:: Available data ::
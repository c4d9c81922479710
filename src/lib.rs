//! Single-host service reconciliation.
//!
//! Services are created from templates plus per-instance overrides, backed by
//! containers on a local runtime, and recreated whenever the live container
//! drifts from the stored spec.

pub mod alloc;
pub mod config;
pub mod container;
pub mod error;
pub mod logging;
pub mod model;
pub mod runtime;
pub mod service;

pub use error::{EngineError, ErrorKind, Result};
pub use service::{Collaborators, CreateServiceRequest, Engine};
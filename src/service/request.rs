use serde::Deserialize;

use crate::model::{
    EnvVariable, ExposedPort, Healthcheck, Label, NewService, Owner, Template, Volume, merge,
};

/// Per-instance changes to a template's defaults.
#[derive(Debug, Clone, Default, PartialEq, Eq, Deserialize)]
pub struct Overrides {
    #[serde(default)]
    pub env: Vec<EnvVariable>,
    #[serde(default)]
    pub ports: Vec<ExposedPort>,
    #[serde(default)]
    pub volumes: Vec<Volume>,
    #[serde(default)]
    pub labels: Vec<Label>,
    #[serde(default)]
    pub command: Option<String>,
    #[serde(default)]
    pub args: Option<Vec<String>>,
    #[serde(default)]
    pub healthcheck: Option<Healthcheck>,
}

#[derive(Debug, Clone, PartialEq, Eq, Deserialize)]
pub struct CreateServiceRequest {
    pub name: String,
    pub owner: Owner,
    pub template_id: i64,
    #[serde(default)]
    pub domain: Option<String>,
    #[serde(default)]
    pub overrides: Overrides,
    #[serde(default)]
    pub networks: Vec<String>,
}

impl CreateServiceRequest {
    pub fn new(name: impl Into<String>, owner: Owner, template_id: i64) -> Self {
        Self {
            name: name.into(),
            owner,
            template_id,
            domain: None,
            overrides: Overrides::default(),
            networks: Vec::new(),
        }
    }
}

/// Merge a template's defaults with a request's overrides.
///
/// Keyed lists merge by identity with overrides winning; scalar fields
/// take the override when present. Nothing is allocated here, so ports and
/// volumes may still have empty host sides.
pub fn resolve(template: &Template, request: &CreateServiceRequest) -> NewService {
    let o = &request.overrides;
    NewService {
        name: request.name.trim().to_string(),
        owner: request.owner.clone(),
        template_id: template.id,
        domain: request.domain.clone().filter(|d| !d.trim().is_empty()),
        image: template.image.reference().to_string(),
        env: merge(&template.default_env, &o.env),
        ports: merge(&template.default_ports, &o.ports),
        volumes: merge(&template.default_volumes, &o.volumes),
        labels: merge(&template.labels, &o.labels),
        command: o.command.clone().or_else(|| template.start_cmd.clone()),
        args: o.args.clone().unwrap_or_else(|| template.args.clone()),
        healthcheck: o.healthcheck.clone().or_else(|| template.healthcheck.clone()),
        networks: request.networks.clone(),
    }
}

:: Action item ::
Find the lines in the entries above where "CreateServiceRequest" occurs, and copy each of them.

:: Expected answer ::
pub use service::{Collaborators, CreateServiceRequest, Engine};
pub struct CreateServiceRequest {
impl CreateServiceRequest {
pub fn resolve(template: &Template, request: &CreateServiceRequest) -> NewService {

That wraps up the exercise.